*What the task asks*:
Filter the listing and keep only the lines with the word "struct".

*Dataset entries*:
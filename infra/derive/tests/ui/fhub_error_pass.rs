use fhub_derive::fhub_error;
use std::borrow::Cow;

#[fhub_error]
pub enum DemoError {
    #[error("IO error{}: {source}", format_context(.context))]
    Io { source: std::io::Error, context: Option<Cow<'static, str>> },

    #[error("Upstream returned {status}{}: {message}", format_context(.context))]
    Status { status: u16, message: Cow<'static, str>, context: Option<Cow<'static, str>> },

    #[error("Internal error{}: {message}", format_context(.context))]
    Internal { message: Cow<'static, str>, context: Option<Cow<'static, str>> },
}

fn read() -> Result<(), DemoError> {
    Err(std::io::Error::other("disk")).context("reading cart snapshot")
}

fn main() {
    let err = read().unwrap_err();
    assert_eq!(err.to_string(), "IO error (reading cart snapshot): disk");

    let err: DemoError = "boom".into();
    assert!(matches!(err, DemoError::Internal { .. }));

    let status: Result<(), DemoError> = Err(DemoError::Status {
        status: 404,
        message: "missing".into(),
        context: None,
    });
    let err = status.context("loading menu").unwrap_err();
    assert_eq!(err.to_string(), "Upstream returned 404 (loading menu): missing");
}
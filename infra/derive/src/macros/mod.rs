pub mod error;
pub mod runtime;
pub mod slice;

==

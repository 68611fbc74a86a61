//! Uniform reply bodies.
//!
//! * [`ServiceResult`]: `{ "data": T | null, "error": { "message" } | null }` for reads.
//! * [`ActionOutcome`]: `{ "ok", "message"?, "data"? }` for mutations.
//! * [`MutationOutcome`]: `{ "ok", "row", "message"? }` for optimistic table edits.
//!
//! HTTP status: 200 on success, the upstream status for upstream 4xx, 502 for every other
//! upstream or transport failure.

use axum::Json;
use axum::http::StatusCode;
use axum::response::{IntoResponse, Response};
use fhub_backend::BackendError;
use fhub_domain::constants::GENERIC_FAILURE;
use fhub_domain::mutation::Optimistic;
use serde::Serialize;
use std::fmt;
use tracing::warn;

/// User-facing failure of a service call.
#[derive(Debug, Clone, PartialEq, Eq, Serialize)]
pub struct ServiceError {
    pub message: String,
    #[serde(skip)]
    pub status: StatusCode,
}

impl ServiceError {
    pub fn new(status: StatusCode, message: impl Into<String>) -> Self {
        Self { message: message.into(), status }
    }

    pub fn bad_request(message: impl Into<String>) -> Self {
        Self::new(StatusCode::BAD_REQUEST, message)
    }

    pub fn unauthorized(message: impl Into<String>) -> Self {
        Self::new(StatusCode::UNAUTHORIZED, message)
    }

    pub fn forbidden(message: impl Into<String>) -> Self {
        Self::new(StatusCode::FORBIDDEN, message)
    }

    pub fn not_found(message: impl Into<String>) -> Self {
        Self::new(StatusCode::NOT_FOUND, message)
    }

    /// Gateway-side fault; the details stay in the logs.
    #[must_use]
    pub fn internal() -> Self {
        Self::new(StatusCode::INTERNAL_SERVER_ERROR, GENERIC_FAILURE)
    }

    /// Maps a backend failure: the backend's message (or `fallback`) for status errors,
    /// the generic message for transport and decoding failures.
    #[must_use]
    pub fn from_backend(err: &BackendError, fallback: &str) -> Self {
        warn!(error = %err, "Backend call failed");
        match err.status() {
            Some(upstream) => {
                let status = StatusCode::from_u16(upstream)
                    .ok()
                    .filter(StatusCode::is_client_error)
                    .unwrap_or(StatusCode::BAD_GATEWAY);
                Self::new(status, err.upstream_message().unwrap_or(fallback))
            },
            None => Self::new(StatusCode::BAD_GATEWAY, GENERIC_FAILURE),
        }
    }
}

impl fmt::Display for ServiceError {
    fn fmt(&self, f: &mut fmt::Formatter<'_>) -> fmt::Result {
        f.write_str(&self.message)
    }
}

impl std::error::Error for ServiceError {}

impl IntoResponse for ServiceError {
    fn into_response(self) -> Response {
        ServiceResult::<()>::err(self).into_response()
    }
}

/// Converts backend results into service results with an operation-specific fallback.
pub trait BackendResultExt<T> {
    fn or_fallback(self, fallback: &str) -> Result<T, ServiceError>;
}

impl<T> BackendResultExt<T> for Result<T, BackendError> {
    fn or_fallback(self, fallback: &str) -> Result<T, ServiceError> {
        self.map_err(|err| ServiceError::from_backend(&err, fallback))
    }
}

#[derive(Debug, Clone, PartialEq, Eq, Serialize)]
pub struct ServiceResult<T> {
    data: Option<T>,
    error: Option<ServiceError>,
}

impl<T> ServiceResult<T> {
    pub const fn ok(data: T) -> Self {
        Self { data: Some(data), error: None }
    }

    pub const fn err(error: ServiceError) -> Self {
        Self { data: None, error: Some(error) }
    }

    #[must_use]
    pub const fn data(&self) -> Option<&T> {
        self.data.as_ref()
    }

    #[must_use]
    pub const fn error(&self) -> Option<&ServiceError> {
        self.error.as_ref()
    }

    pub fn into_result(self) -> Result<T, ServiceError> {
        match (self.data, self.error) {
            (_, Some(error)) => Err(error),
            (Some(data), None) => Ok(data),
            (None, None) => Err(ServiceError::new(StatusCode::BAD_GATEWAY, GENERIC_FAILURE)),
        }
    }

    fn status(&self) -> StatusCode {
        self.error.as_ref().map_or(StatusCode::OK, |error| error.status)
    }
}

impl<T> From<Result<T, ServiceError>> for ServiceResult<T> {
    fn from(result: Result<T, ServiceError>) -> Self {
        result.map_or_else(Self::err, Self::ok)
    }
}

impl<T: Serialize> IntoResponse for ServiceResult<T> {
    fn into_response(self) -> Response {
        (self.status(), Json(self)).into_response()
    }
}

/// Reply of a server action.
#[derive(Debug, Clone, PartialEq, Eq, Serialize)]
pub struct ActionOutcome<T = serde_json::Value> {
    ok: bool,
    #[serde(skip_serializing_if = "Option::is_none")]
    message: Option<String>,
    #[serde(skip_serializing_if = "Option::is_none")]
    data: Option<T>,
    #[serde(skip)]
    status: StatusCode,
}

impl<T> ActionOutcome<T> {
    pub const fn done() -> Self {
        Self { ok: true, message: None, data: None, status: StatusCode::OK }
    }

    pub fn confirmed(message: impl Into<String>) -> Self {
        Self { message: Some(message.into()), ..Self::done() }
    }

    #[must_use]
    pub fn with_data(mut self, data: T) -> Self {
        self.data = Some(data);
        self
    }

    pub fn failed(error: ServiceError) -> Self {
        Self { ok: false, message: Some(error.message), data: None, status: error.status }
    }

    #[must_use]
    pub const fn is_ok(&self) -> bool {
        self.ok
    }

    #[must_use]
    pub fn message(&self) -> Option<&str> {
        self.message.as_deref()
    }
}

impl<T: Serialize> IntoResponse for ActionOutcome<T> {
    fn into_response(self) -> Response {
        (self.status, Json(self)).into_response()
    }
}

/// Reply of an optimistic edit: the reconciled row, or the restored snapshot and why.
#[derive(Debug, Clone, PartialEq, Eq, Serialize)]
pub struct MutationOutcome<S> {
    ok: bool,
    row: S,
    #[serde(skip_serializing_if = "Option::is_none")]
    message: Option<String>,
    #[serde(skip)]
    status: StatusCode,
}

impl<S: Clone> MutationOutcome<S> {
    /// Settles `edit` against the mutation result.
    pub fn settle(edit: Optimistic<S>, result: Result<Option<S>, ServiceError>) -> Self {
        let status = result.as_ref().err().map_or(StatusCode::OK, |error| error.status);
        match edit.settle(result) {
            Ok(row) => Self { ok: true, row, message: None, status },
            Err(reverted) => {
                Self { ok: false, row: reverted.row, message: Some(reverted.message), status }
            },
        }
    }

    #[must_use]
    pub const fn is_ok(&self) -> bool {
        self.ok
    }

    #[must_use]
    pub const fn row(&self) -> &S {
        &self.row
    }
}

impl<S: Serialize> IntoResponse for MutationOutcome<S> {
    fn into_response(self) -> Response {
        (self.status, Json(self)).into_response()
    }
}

*Your response*:
pub struct ServiceError {
pub struct ServiceResult<T> {
pub struct ActionOutcome<T = serde_json::Value> {
pub struct MutationOutcome<S> {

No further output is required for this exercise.